| WORK INSTRUCTIONS |
Count every line below that holds "ServerEvent". The answer is the number alone.

Saved entries
==========

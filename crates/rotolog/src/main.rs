//! rotolog CLI - pipe log output into rotating files

use anyhow::Result;
use clap::Parser;
use tracing_subscriber::{layer::SubscriberExt, util::SubscriberInitExt};

mod cli;
mod commands;
mod output;

use cli::{Cli, Commands};
use commands::*;

fn main() -> Result<()> {
    let cli = Cli::parse();

    output::set_json_mode(cli.json);

    let log_level = match cli.verbose {
        0 => "warn",
        1 => "info",
        2 => "debug",
        _ => "trace",
    };

    // Diagnostics go to stderr; stdout is reserved for command output and --tee
    tracing_subscriber::registry()
        .with(
            tracing_subscriber::EnvFilter::try_from_default_env().unwrap_or_else(|_| {
                format!("rotolog={0},rotolog_writer={0}", log_level).into()
            }),
        )
        .with(
            tracing_subscriber::fmt::layer()
                .with_writer(std::io::stderr)
                .without_time(),
        )
        .init();

    let result = match cli.command {
        Commands::Pipe(args) => pipe::execute(args),
        Commands::Cleanup(args) => cleanup::execute(&args),
        Commands::Files(args) => files::execute(&args),
        Commands::Tail(args) => tail::execute(args),
    };

    if let Err(e) = result {
        output::print_error(&format!("Error: {:#}", e));
        std::process::exit(1);
    }

    Ok(())
}
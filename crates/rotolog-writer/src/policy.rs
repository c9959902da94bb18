//! Rotation policy trait and cleanup reporting

use rotolog_core::{Error, Result};
use std::fs::File;
use std::path::{Path, PathBuf};
use tracing::{debug, warn};

/// The file a rotator is currently appending to
#[derive(Debug)]
pub struct ActiveFile {
    pub path: PathBuf,
    pub file: File,
}

/// Decides when to rotate, which file comes next and which files survive.
///
/// The engine calls these under its lock, in this order on every rotation:
/// `cleanup`, `next_path`, then `opened` once the new file is open.
pub trait RotationPolicy: Send {
    /// Short name used in diagnostics
    fn name(&self) -> &'static str;

    /// Whether the active file must be retired before the next write
    fn should_rotate(&mut self, active: &ActiveFile) -> Result<bool>;

    /// Enforce the retention bound on `folder`
    fn cleanup(&mut self, folder: &Path) -> Result<CleanupReport>;

    /// Path of the file the next write should go to
    fn next_path(&mut self, folder: &Path) -> PathBuf;

    /// Called after `next_path` has been opened
    fn opened(&mut self, _active: &ActiveFile) -> Result<()> {
        Ok(())
    }

    /// Files under management, oldest content first
    fn managed_files(&self, folder: &Path) -> Result<Vec<PathBuf>>;
}

/// A cleanup entry that could not be handled
#[derive(Debug)]
pub struct CleanupSkip {
    pub path: PathBuf,
    pub error: Error,
}

/// Outcome of one cleanup pass
#[derive(Debug, Default)]
pub struct CleanupReport {
    /// Files deleted by this pass
    pub removed: Vec<PathBuf>,
    /// Files moved to another slot, as (from, to)
    pub renamed: Vec<(PathBuf, PathBuf)>,
    /// Entries left alone because of an error
    pub skipped: Vec<CleanupSkip>,
}

impl CleanupReport {
    pub fn is_empty(&self) -> bool {
        self.removed.is_empty() && self.renamed.is_empty() && self.skipped.is_empty()
    }

    pub(crate) fn skip(&mut self, path: PathBuf, error: Error) {
        self.skipped.push(CleanupSkip { path, error });
    }

    /// Emit one event per action
    pub fn log(&self, policy: &str) {
        for path in &self.removed {
            debug!(policy, "Removed log file: {}", path.display());
        }
        for (from, to) in &self.renamed {
            debug!(policy, "Renamed log file: {} -> {}", from.display(), to.display());
        }
        for skip in &self.skipped {
            warn!(policy, "Skipped {} during cleanup: {}", skip.path.display(), skip.error);
        }
    }
}
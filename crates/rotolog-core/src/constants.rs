//! Constants and default values for rotolog

/// Default file name format for daily rotation (one file per day)
pub const DAY_FORMAT: &str = "%Y-%m-%d";

/// File name format for hourly files
pub const HOUR_FORMAT: &str = "%Y-%m-%d-%H";

/// Default log file suffix
pub const DEFAULT_SUFFIX: &str = ".log";

/// Default file name prefix for size-based rotation
pub const SIZE_PREFIX: &str = "half-";

/// Slot name of the file currently receiving writes
pub const ACTIVE_SLOT: &str = "1";

/// Slot name of the previous generation
pub const RETIRED_SLOT: &str = "2";

/// Megabytes are decimal, not MiB
pub const BYTES_PER_MEGABYTE: u64 = 1_000_000;

/// Permissions for newly created log files
pub const FILE_MODE: u32 = 0o644;

/// Config file names to search for (in priority order)
pub const CONFIG_FILES: &[&str] = &[
    "rotolog.toml",
    "rotolog.yaml",
    "rotolog.yml",
    "rotolog.json",
];
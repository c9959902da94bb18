//! CLI argument definitions

use clap::{Args, Parser, Subcommand};
use std::path::PathBuf;

#[derive(Parser)]
#[command(name = "rotolog")]
#[command(version, about = "Pipe log output into rotating files (daily or size-capped)")]
pub struct Cli {
    #[command(subcommand)]
    pub command: Commands,

    /// Increase verbosity (-v, -vv, -vvv)
    #[arg(short, long, action = clap::ArgAction::Count, global = true)]
    pub verbose: u8,

    /// Output in JSON format instead of tables
    #[arg(long, global = true)]
    pub json: bool,
}

#[derive(Subcommand)]
pub enum Commands {
    /// Copy stdin into rotating log files
    Pipe(PipeArgs),

    /// Run one cleanup pass and report what was removed
    Cleanup(RotatorArgs),

    /// List the files under management
    Files(RotatorArgs),

    /// Show the last lines across the managed files
    Tail(TailArgs),
}

/// Where the rotator lives and which policy it uses.
///
/// Without `--config` and without any policy flag, a `rotolog.*` file in the
/// current directory is used.
#[derive(Args, Debug, Clone, Default)]
pub struct RotatorArgs {
    /// Config file (.toml, .yaml, .yml or .json)
    #[arg(short, long, env = "ROTOLOG_CONFIG")]
    pub config: Option<PathBuf>,

    /// Log folder (overrides the config file's folder)
    #[arg(short, long, env = "ROTOLOG_FOLDER")]
    pub folder: Option<PathBuf>,

    /// One file per day, deleted after N days
    #[arg(long, conflicts_with_all = ["size_mb", "size_bytes"])]
    pub days: Option<u32>,

    /// Two alternating files within N megabytes (1 MB = 1,000,000 bytes)
    #[arg(long, conflicts_with = "size_bytes")]
    pub size_mb: Option<u64>,

    /// Two alternating files within N bytes
    #[arg(long)]
    pub size_bytes: Option<u64>,

    /// strftime pattern for daily file names (default: %Y-%m-%d)
    #[arg(long, requires = "days")]
    pub format: Option<String>,

    /// One file per hour instead of per day
    #[arg(long, requires = "days", conflicts_with = "format")]
    pub hourly: bool,

    /// Rotate only when the day-of-month number changes
    #[arg(long, requires = "days")]
    pub legacy_day_of_month: bool,

    /// File name prefix for size rotation (default: half-)
    #[arg(long)]
    pub prefix: Option<String>,

    /// File suffix (default: .log)
    #[arg(long)]
    pub suffix: Option<String>,
}

impl RotatorArgs {
    pub fn has_policy_flags(&self) -> bool {
        self.days.is_some() || self.size_mb.is_some() || self.size_bytes.is_some()
    }
}

#[derive(Args)]
pub struct PipeArgs {
    #[command(flatten)]
    pub rotator: RotatorArgs,

    /// Also copy the input to stdout
    #[arg(long)]
    pub tee: bool,
}

#[derive(Args)]
pub struct TailArgs {
    #[command(flatten)]
    pub rotator: RotatorArgs,

    /// Number of lines to show
    #[arg(short = 'n', long, default_value = "20")]
    pub lines: usize,

    /// Only show lines matching this regex
    #[arg(short, long)]
    pub grep: Option<String>,
}
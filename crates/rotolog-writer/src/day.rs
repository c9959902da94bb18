//! Daily rotation: one file per calendar day, deleted after N days

use chrono::{Datelike, NaiveDate, NaiveDateTime};
use rotolog_core::{parse_stem_date, Clock, DayConfig, Error, Result, RotationTrigger, SystemClock};
use std::fs;
use std::path::{Path, PathBuf};
use std::sync::Arc;

use crate::policy::{ActiveFile, CleanupReport, RotationPolicy};
use crate::writer::RotatingWriter;

/// Writer with one file per day under `<folder>/<YYYY-MM-DD>.log`
pub type DayRotator = RotatingWriter<DayPolicy>;

impl RotatingWriter<DayPolicy> {
    /// Daily files in `folder`, deleting files `max_days` old or older
    pub fn new<F: Into<PathBuf>>(folder: F, max_days: u32) -> Result<Self> {
        Self::with_config(folder, &DayConfig::new(max_days))
    }

    pub fn with_config<F: Into<PathBuf>>(folder: F, config: &DayConfig) -> Result<Self> {
        Self::with_policy(folder, DayPolicy::from_config(config)?)
    }
}

/// Time-based policy
pub struct DayPolicy {
    config: DayConfig,
    clock: Arc<dyn Clock>,
    /// Time at which the open file was chosen
    opened_at: Option<NaiveDateTime>,
    pending: Option<NaiveDateTime>,
}

impl DayPolicy {
    pub fn from_config(config: &DayConfig) -> Result<Self> {
        config.validate()?;
        Ok(Self {
            config: config.clone(),
            clock: Arc::new(SystemClock),
            opened_at: None,
            pending: None,
        })
    }

    pub fn with_clock(mut self, clock: Arc<dyn Clock>) -> Self {
        self.clock = clock;
        self
    }

    pub fn config(&self) -> &DayConfig {
        &self.config
    }

    /// File name for a point in time, e.g. `2024-01-04.log`
    pub fn file_name(&self, at: NaiveDateTime) -> String {
        format!(
            "{}{}",
            at.format(&self.config.file_name_format),
            self.config.file_suffix
        )
    }

    /// Lazily walk the folder, yielding every file with our suffix and the
    /// date parsed from its name. Non-matching entries are not yielded.
    fn dated_files<'a>(
        &'a self,
        folder: &Path,
    ) -> Result<impl Iterator<Item = (PathBuf, Result<NaiveDate>)> + 'a> {
        let entries = fs::read_dir(folder).map_err(|source| Error::ReadFolder {
            path: folder.to_path_buf(),
            source,
        })?;
        let folder = folder.to_path_buf();

        Ok(entries.filter_map(move |entry| {
            let entry = match entry {
                Ok(entry) => entry,
                Err(source) => {
                    let err = Error::ReadFolder {
                        path: folder.clone(),
                        source,
                    };
                    return Some((folder.clone(), Err(err)));
                }
            };

            let path = entry.path();
            match entry.file_type() {
                Ok(kind) if kind.is_file() => {}
                Ok(_) => return None,
                Err(source) => {
                    let err = Error::Stat {
                        path: path.clone(),
                        source,
                    };
                    return Some((path, Err(err)));
                }
            }

            let name = path.file_name()?.to_str()?;
            let stem = name.strip_suffix(self.config.file_suffix.as_str())?;
            let date = parse_stem_date(stem, &self.config.file_name_format);
            Some((path.clone(), date))
        }))
    }
}

impl RotationPolicy for DayPolicy {
    fn name(&self) -> &'static str {
        "days"
    }

    fn should_rotate(&mut self, _active: &ActiveFile) -> Result<bool> {
        let Some(opened_at) = self.opened_at else {
            return Ok(true);
        };
        let now = self.clock.now();

        Ok(match self.config.trigger {
            RotationTrigger::Period => self.file_name(now) != self.file_name(opened_at),
            RotationTrigger::DayOfMonth => now.day() != opened_at.day(),
        })
    }

    /// Delete files whose date is `max_days` or more before today.
    ///
    /// Unparseable names and failed deletions are skipped and reported.
    fn cleanup(&mut self, folder: &Path) -> Result<CleanupReport> {
        let today = self.clock.today();
        let max_days = i64::from(self.config.max_days);
        let mut report = CleanupReport::default();

        for (path, date) in self.dated_files(folder)? {
            let date = match date {
                Ok(date) => date,
                Err(e) => {
                    report.skip(path, e);
                    continue;
                }
            };

            if today.signed_duration_since(date).num_days() >= max_days {
                match fs::remove_file(&path) {
                    Ok(()) => report.removed.push(path),
                    Err(source) => report.skip(path.clone(), Error::Remove { path, source }),
                }
            }
        }

        Ok(report)
    }

    fn next_path(&mut self, folder: &Path) -> PathBuf {
        let now = self.clock.now();
        self.pending = Some(now);
        folder.join(self.file_name(now))
    }

    fn opened(&mut self, _active: &ActiveFile) -> Result<()> {
        self.opened_at = self.pending.take().or_else(|| Some(self.clock.now()));
        Ok(())
    }

    fn managed_files(&self, folder: &Path) -> Result<Vec<PathBuf>> {
        if !folder.exists() {
            return Ok(vec![]);
        }
        let mut files: Vec<(NaiveDate, PathBuf)> = self
            .dated_files(folder)?
            .filter_map(|(path, date)| date.ok().map(|d| (d, path)))
            .collect();
        files.sort();
        Ok(files.into_iter().map(|(_, path)| path).collect())
    }
}
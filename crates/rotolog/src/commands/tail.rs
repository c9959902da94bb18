//! Tail command

use anyhow::{Context, Result};
use regex::Regex;
use rotolog_writer::{managed_files, LogReader};

use crate::cli::TailArgs;
use crate::commands::resolve_config;
use crate::output;

pub fn execute(args: TailArgs) -> Result<()> {
    let config = resolve_config(&args.rotator)?;
    let reader = LogReader::new(managed_files(&config)?);

    let lines = match &args.grep {
        Some(pattern) => {
            let regex =
                Regex::new(pattern).with_context(|| format!("Invalid regex: {}", pattern))?;
            // Filter the whole history so -n counts matching lines
            let content = reader.read_all()?;
            let mut matched: Vec<String> = String::from_utf8_lossy(&content)
                .lines()
                .filter(|line| regex.is_match(line))
                .map(String::from)
                .collect();
            let skip = matched.len().saturating_sub(args.lines);
            matched.drain(..skip);
            matched
        }
        None => reader.tail(args.lines)?,
    };

    output::print_logs(&lines);
    Ok(())
}
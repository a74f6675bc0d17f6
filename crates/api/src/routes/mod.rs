pub mod chat;
pub mod health;

use axum::routing::get;
use axum::Router;

use crate::state::AppState;
use crate::ws;

/// Build the `/api/v1` route tree.
///
/// ```text
/// /ws                     WebSocket chat transport
///
/// /chat/rate              rate a conversation (POST)
/// /chat/attachments       upload an attachment (POST, multipart)
/// ```
pub fn api_routes() -> Router<AppState> {
    Router::new()
        .route("/ws", get(ws::ws_handler))
        .nest("/chat", chat::router())
}
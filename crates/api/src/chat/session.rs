//! Per-connection chat state.

use dealchat_core::roles::ChatRole;
use dealchat_core::room::RoomParties;

use crate::ws::manager::ConnId;

/// Where a connection is in its lifecycle.
#[derive(Debug, Clone, Copy, PartialEq, Eq)]
pub enum SessionState {
    Anonymous,
    Identified,
    RoomJoined,
}

/// The room a connection has joined, with the details cached at join time.
#[derive(Debug, Clone, PartialEq, Eq)]
pub struct RoomMembership {
    pub room_id: String,
    pub user_id: String,
    pub role: ChatRole,
    pub parties: RoomParties,
}

/// State owned by one connection's task.
///
/// Only that task mutates it, so no locking is needed. Joining a room
/// replaces any previous membership.
#[derive(Debug)]
pub struct ChatSession {
    conn_id: ConnId,
    pub(crate) user_id: Option<String>,
    pub(crate) membership: Option<RoomMembership>,
}

impl ChatSession {
    pub fn new(conn_id: impl Into<ConnId>) -> Self {
        Self {
            conn_id: conn_id.into(),
            user_id: None,
            membership: None,
        }
    }

    pub fn conn_id(&self) -> &str {
        &self.conn_id
    }

    /// The user registered in presence through `identify`.
    pub fn user_id(&self) -> Option<&str> {
        self.user_id.as_deref()
    }

    pub fn membership(&self) -> Option<&RoomMembership> {
        self.membership.as_ref()
    }

    pub fn state(&self) -> SessionState {
        match (&self.user_id, &self.membership) {
            (_, Some(_)) => SessionState::RoomJoined,
            (Some(_), None) => SessionState::Identified,
            (None, None) => SessionState::Anonymous,
        }
    }

    /// Buyer id cached by the last join, used to resolve later commands.
    pub fn cached_buyer_id(&self) -> Option<&str> {
        self.membership.as_ref().map(|m| m.parties.buyer_id.as_str())
    }

    /// Role cached by the last join.
    pub fn cached_role(&self) -> Option<ChatRole> {
        self.membership.as_ref().map(|m| m.role)
    }
}
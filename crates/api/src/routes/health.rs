use axum::extract::State;
use axum::{routing::get, Json, Router};
use serde::Serialize;

use crate::state::AppState;

/// Health check response payload.
#[derive(Serialize)]
pub struct HealthResponse {
    /// Overall service status.
    pub status: &'static str,
    /// Crate version from Cargo.toml.
    pub version: &'static str,
    /// Whether the database is reachable.
    pub db_healthy: bool,
    /// Open WebSocket connections.
    pub ws_connections: usize,
}

/// GET /health -- returns service, database, and transport health.
async fn health_check(State(state): State<AppState>) -> Json<HealthResponse> {
    let db_healthy = dealchat_db::health_check(&state.pool).await.is_ok();
    let ws_connections = state.ws_manager.connection_count().await;

    let status = if db_healthy { "ok" } else { "degraded" };

    Json(HealthResponse {
        status,
        version: env!("CARGO_PKG_VERSION"),
        db_healthy,
        ws_connections,
    })
}

/// Mount health check routes (intended for root-level, NOT under `/api/v1`).
pub fn router() -> Router<AppState> {
    Router::new().route("/health", get(health_check))
}
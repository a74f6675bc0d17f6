//! Conversation ratings.

use std::sync::Arc;

use chrono::Utc;
use dealchat_core::error::CoreError;
use dealchat_core::rating::{validate_rating, RatingMode};
use dealchat_db::models::conversation::Conversation;
use dealchat_db::models::notification::CreateNotification;

use crate::chat::collaborators::{NotificationLog, UserDirectory};
use crate::chat::error::ChatError;
use crate::chat::notifier::PresenceNotifier;
use crate::chat::protocol::{non_empty, RateChatPayload, RatingNotice, ServerEvent};
use crate::chat::store::ConversationStore;

/// Name used when the rater is not in the user directory.
const UNKNOWN_RATER: &str = "Someone";

/// Title of the durable notification written for the rated party.
pub const RATED_NOTIFICATION_TITLE: &str = "Chat rated";

/// Validates and records ratings, then tells the other party.
pub struct RatingService {
    store: Arc<dyn ConversationStore>,
    notifier: Arc<PresenceNotifier>,
    users: Arc<dyn UserDirectory>,
    notifications: Arc<dyn NotificationLog>,
    mode: RatingMode,
}

impl RatingService {
    pub fn new(
        store: Arc<dyn ConversationStore>,
        notifier: Arc<PresenceNotifier>,
        users: Arc<dyn UserDirectory>,
        notifications: Arc<dyn NotificationLog>,
        mode: RatingMode,
    ) -> Self {
        Self {
            store,
            notifier,
            users,
            notifications,
            mode,
        }
    }

    /// Rate a conversation on behalf of `ratedBy`.
    ///
    /// On success the room hears `chat_rated`, every handle of each
    /// counterparty gets `chat_rating_notification`, and a durable
    /// notification is written per counterparty in a detached task. The
    /// caller is responsible for confirming to the rater.
    pub async fn rate_conversation(
        &self,
        payload: &RateChatPayload,
    ) -> Result<Conversation, ChatError> {
        let (Some(chat_key), Some(raw_rating)) = (
            payload.chat_id.as_ref().filter(|key| !key.is_empty()),
            payload.rating,
        ) else {
            return Err(ChatError::validation("chatId and rating are required"));
        };
        let rating = validate_rating(raw_rating)?;
        let Some(rater_id) = non_empty(&payload.rated_by) else {
            return Err(ChatError::validation("ratedBy (userId) is required"));
        };

        let not_found = || {
            ChatError::Core(CoreError::NotFound {
                entity: "Chat",
                id: chat_key.to_string(),
            })
        };
        let chat_id = chat_key.as_id().ok_or_else(not_found)?;

        let conversation = self
            .store
            .find_conversation(chat_id)
            .await
            .map_err(ChatError::persistence("Failed to rate chat"))?
            .ok_or_else(not_found)?;

        let rater_role = conversation.role_of(rater_id);
        if rater_role.is_none() && self.mode == RatingMode::Participants {
            return Err(ChatError::Core(CoreError::Forbidden(
                "Only the buyer or seller of this chat can rate it".to_string(),
            )));
        }

        let updated = self
            .store
            .set_rating(chat_id, rating, rater_role)
            .await
            .map_err(ChatError::persistence("Failed to rate chat"))?
            .ok_or_else(not_found)?;

        tracing::info!(
            chat_id,
            room_id = %updated.room_id,
            rating,
            rated_by = rater_id,
            "Chat rated"
        );

        let rater_name = self.rater_name(rater_id).await;
        let counterparties: Vec<String> = match updated.counterpart_of(rater_id) {
            Some(other) => vec![other.to_string()],
            None => vec![updated.buyer_id.clone(), updated.seller_id.clone()],
        };

        let notice = RatingNotice {
            chat_id: updated.id,
            room_id: updated.room_id.clone(),
            rating,
            rated_by: rater_id.to_string(),
            rater_name: rater_name.clone(),
            timestamp: Utc::now(),
            message: format!("{rater_name} rated this chat {rating} stars"),
        };

        self.notifier
            .broadcast_to_room(&updated.room_id, &ServerEvent::ChatRated(notice.clone()), &[])
            .await;
        let personal = ServerEvent::ChatRatingNotification(notice);
        for user_id in &counterparties {
            self.notifier.notify_all_handles(user_id, &personal).await;
        }

        self.record_notifications(&updated, counterparties, &rater_name, rating);

        Ok(updated)
    }

    async fn rater_name(&self, rater_id: &str) -> String {
        match self.users.display_names(&[rater_id.to_string()]).await {
            Ok(names) => names
                .get(rater_id)
                .filter(|name| !name.is_empty())
                .cloned()
                .unwrap_or_else(|| UNKNOWN_RATER.to_string()),
            Err(e) => {
                tracing::warn!(error = %e, rater_id, "Rater name lookup failed");
                UNKNOWN_RATER.to_string()
            }
        }
    }

    /// Write the durable notifications without holding up the caller.
    fn record_notifications(
        &self,
        conversation: &Conversation,
        recipients: Vec<String>,
        rater_name: &str,
        rating: i16,
    ) {
        let log = Arc::clone(&self.notifications);
        let product_id = conversation.product_id.clone();
        let description = format!("{rater_name} rated your chat {rating} stars");

        tokio::spawn(async move {
            for user_id in recipients {
                let notification = CreateNotification {
                    user_id: user_id.clone(),
                    product_id: product_id.clone(),
                    title: RATED_NOTIFICATION_TITLE.to_string(),
                    description: description.clone(),
                };
                if let Err(e) = log.create(notification).await {
                    tracing::error!(error = %e, user_id = %user_id, "Failed to record rating notification");
                }
            }
        });
    }
}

==========

| ANSWER SECTION |
3